Y aún así nada de eso lastima al monstruo, señores, nada de eso es nuevo para él. Sólo hay una cosa que lastima duramente, y está relacionada con el hecho de que en medio de su gran monstruosidad el monstruo alberga la esperanza de ser querido tal cual es, sin censuras ni reproches. La esperanza de más nunca ser mirado como un monstruo, sino como un ser que, diferente o no, es un ser, y quiere. Y aunque lastime y suelte vellos urticantes no es capaz nunca de inyectar veneno. El gran dolor del monstruo es el de no contar jamás con un ser que confíe en que el monstruo no volverá a lastimar, porque, así como el hijo drogadicto necesita la confianza de sus cercanos para salir del problema, el monstruo quiere saber que existe alguien en el mundo dispuesto a poner la mano dentro de sus fauces sin temor a ser masticado.
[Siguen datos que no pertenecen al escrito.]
//! The assembled credential record and its payload.

use crate::error::SecretError;
use serde::{Deserialize, Serialize};
use std::collections::BTreeMap;
use std::fmt;
use zeroize::Zeroize;

/// Secret payload: payload key to text value.
///
/// Values are wiped from memory when the payload is dropped.
#[derive(Clone, Default, PartialEq, Eq, Serialize, Deserialize)]
#[serde(transparent)]
pub struct Payload(BTreeMap<String, String>);

impl Payload {
    pub fn new() -> Self {
        Self::default()
    }

    pub(crate) fn insert(&mut self, key: &str, value: String) {
        self.0.insert(key.to_string(), value);
    }

    pub fn get(&self, key: &str) -> Option<&str> {
        self.0.get(key).map(String::as_str)
    }

    pub fn contains_key(&self, key: &str) -> bool {
        self.0.contains_key(key)
    }

    pub fn keys(&self) -> impl Iterator<Item = &str> {
        self.0.keys().map(String::as_str)
    }

    pub fn len(&self) -> usize {
        self.0.len()
    }

    pub fn is_empty(&self) -> bool {
        self.0.is_empty()
    }

    /// Copy of the entries as a plain map.
    pub fn to_map(&self) -> BTreeMap<String, String> {
        self.0.clone()
    }
}

impl From<BTreeMap<String, String>> for Payload {
    fn from(map: BTreeMap<String, String>) -> Self {
        Self(map)
    }
}

impl Drop for Payload {
    fn drop(&mut self) {
        for value in self.0.values_mut() {
            value.zeroize();
        }
    }
}

impl fmt::Debug for Payload {
    fn fmt(&self, f: &mut fmt::Formatter<'_>) -> fmt::Result {
        f.debug_map()
            .entries(self.0.keys().map(|k| (k, "<redacted>")))
            .finish()
    }
}

/// Both identity fields must be non-empty.
pub(crate) fn validate_identity(name: &str, namespace: &str) -> Result<(), SecretError> {
    for (field, value) in [("name", name), ("namespace", namespace)] {
        if value.is_empty() {
            return Err(SecretError::InvalidName {
                field,
                reason: "cannot be empty".into(),
            });
        }
    }
    Ok(())
}

/// A secret ready to be exported or upserted. Immutable once built.
#[derive(Debug, Clone, PartialEq, Eq)]
pub struct CredentialRecord {
    name: String,
    namespace: String,
    labels: BTreeMap<String, String>,
    payload: Payload,
}

impl CredentialRecord {
    /// Build a record; `name` and `namespace` must be non-empty.
    pub(crate) fn new(
        name: String,
        namespace: String,
        labels: BTreeMap<String, String>,
        payload: Payload,
    ) -> Result<Self, SecretError> {
        validate_identity(&name, &namespace)?;
        Ok(Self {
            name,
            namespace,
            labels,
            payload,
        })
    }

    pub fn name(&self) -> &str {
        &self.name
    }

    pub fn namespace(&self) -> &str {
        &self.namespace
    }

    pub fn labels(&self) -> &BTreeMap<String, String> {
        &self.labels
    }

    pub fn payload(&self) -> &Payload {
        &self.payload
    }
}
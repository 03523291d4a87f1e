use crate::models::config::ConfigFile;
use anyhow::{Context, Result};
use std::fs;
use std::path::Path;

pub fn load(path: &Path) -> Result<ConfigFile> {
    if !path.exists() {
        return Ok(ConfigFile::default());
    }
    let content = fs::read_to_string(path)
        .with_context(|| format!("read config {}", path.display()))?;
    let config: ConfigFile = toml::from_str(&content)
        .with_context(|| format!("parse config {}", path.display()))?;
    Ok(config)
}
//! Named-resource store abstraction.
//!
//! The upsert engine talks to a store only through [`ResourceStore`]. Resources
//! are addressed by `(namespace, name)`; the store owns `uid`,
//! `resource_version`, and `creation_timestamp`.

use crate::constants;
use crate::error::StoreError;
use crate::models::record::CredentialRecord;
use chrono::{DateTime, Utc};
use serde::{Deserialize, Serialize};
use std::collections::BTreeMap;
use std::time::{Duration, Instant};

pub mod file;
pub mod logged;

#[derive(Debug, Clone, Default, PartialEq, Eq, Serialize, Deserialize)]
#[serde(rename_all = "camelCase")]
pub struct ResourceMeta {
    pub name: String,
    pub namespace: String,
    #[serde(default, skip_serializing_if = "Option::is_none")]
    pub uid: Option<String>,
    #[serde(default, skip_serializing_if = "Option::is_none")]
    pub resource_version: Option<u64>,
    #[serde(default, skip_serializing_if = "Option::is_none")]
    pub creation_timestamp: Option<DateTime<Utc>>,
    // Kept last: TOML tables must follow plain values.
    #[serde(default)]
    pub labels: BTreeMap<String, String>,
}

#[derive(Debug, Clone, Default, PartialEq, Eq, Serialize, Deserialize)]
pub struct Resource {
    pub metadata: ResourceMeta,
    #[serde(default)]
    pub data: BTreeMap<String, String>,
}

impl Resource {
    /// A new, not-yet-stored resource carrying the record's identity and payload.
    pub fn from_record(record: &CredentialRecord) -> Self {
        Self {
            metadata: ResourceMeta {
                name: record.name().to_string(),
                namespace: record.namespace().to_string(),
                labels: record.labels().clone(),
                ..Default::default()
            },
            data: record.payload().to_map(),
        }
    }

    pub fn is_same(&self, namespace: &str, name: &str) -> bool {
        self.metadata.namespace == namespace && self.metadata.name == name
    }
}

/// Point in time after which store calls fail with [`StoreError::Timeout`].
#[derive(Debug, Clone, Copy, PartialEq, Eq)]
pub struct Deadline(Instant);

impl Deadline {
    /// Deadline `timeout` from now, capped at `MAX_TIMEOUT_SECS`.
    pub fn after(timeout: Duration) -> Self {
        let timeout = timeout.min(Duration::from_secs(constants::MAX_TIMEOUT_SECS));
        let now = Instant::now();
        Self(now.checked_add(timeout).unwrap_or(now))
    }

    pub fn at(instant: Instant) -> Self {
        Self(instant)
    }

    pub fn remaining(&self) -> Duration {
        self.0.saturating_duration_since(Instant::now())
    }

    pub fn is_expired(&self) -> bool {
        Instant::now() >= self.0
    }

    pub fn check(&self) -> Result<(), StoreError> {
        if self.is_expired() {
            return Err(StoreError::Timeout);
        }
        Ok(())
    }
}

/// Store addressing resources by namespace and name.
pub trait ResourceStore {
    /// Fetch a resource, `Ok(None)` when it does not exist.
    fn get(
        &self,
        namespace: &str,
        name: &str,
        deadline: Deadline,
    ) -> Result<Option<Resource>, StoreError>;

    /// Store a new resource. Fails with `AlreadyExists` if the identity is taken.
    fn create(&self, resource: Resource, deadline: Deadline) -> Result<Resource, StoreError>;

    /// Overwrite the labels and data of an existing resource.
    ///
    /// `resource.metadata.resource_version` must match the stored version,
    /// otherwise the call fails with `Conflict`.
    fn replace(&self, resource: Resource, deadline: Deadline) -> Result<Resource, StoreError>;
}
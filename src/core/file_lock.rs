//! File-based locking using flock(2) for cross-process store access.

use crate::constants;
use crate::error::StoreError;
use crate::store::Deadline;
use fs2::FileExt;
use std::fs::{File, OpenOptions};
use std::path::Path;
use std::thread;
use std::time::Duration;

/// An exclusive file lock. Released on drop (file close releases flock).
pub struct FileLock {
    _file: File,
}

impl FileLock {
    /// Try to acquire an exclusive lock without blocking.
    /// Returns `Ok(Some(lock))` if acquired, `Ok(None)` if already held.
    pub fn try_exclusive(path: &Path) -> Result<Option<Self>, StoreError> {
        let file = OpenOptions::new()
            .create(true)
            .write(true)
            .truncate(false)
            .open(path)
            .map_err(|e| StoreError::io(format!("open lock file {}", path.display()), e))?;
        match file.try_lock_exclusive() {
            Ok(()) => Ok(Some(Self { _file: file })),
            Err(ref e) if e.kind() == std::io::ErrorKind::WouldBlock => Ok(None),
            // fs2 on Linux may return Other instead of WouldBlock
            Err(ref e) if e.raw_os_error() == Some(11) => Ok(None), // EAGAIN
            Err(e) => Err(StoreError::io(format!("try lock {}", path.display()), e)),
        }
    }

    /// Acquire an exclusive lock, polling until `deadline` passes.
    pub fn exclusive_until(path: &Path, deadline: Deadline) -> Result<Self, StoreError> {
        let poll = Duration::from_millis(constants::LOCK_POLL_INTERVAL_MS);
        loop {
            if let Some(lock) = Self::try_exclusive(path)? {
                return Ok(lock);
            }
            let remaining = deadline.remaining();
            if remaining.is_zero() {
                return Err(StoreError::Timeout);
            }
            thread::sleep(poll.min(remaining));
        }
    }
}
Paradójica y dura la vida del monstruo, sí, pero clara. Y como es paradójica no sabe usted qué pensar justo ahora. Tal vez todo esto es el canto suave de una monstrua-sirena-súcubo hambrienta de almas con salsa carbonara; puede incluso ser una nueva manera de mimetizarse; o una nueva forma de atraer compañía a la cual desollar con las garras de los pies; o una nueva aparición en medio de la diana, poniendo el pico justo en la manzana para que usted, Guillermo Tell, maestro del tiro con arco se vea persuadido a dar la estocada final.


…O quizá una despedida del pájaro solitario que regresa a las alturas, desde donde observará de nuevo todo con mucha cautela, sin que nada le perturbe, y ,sobre todo, muy por encima de cualquier otra cosa, sin dañar a nadie, como al gran suricato vigía le preocupa tanto que éste haga.



So long and thanks for all the fish. ;)



Malú Rengifo.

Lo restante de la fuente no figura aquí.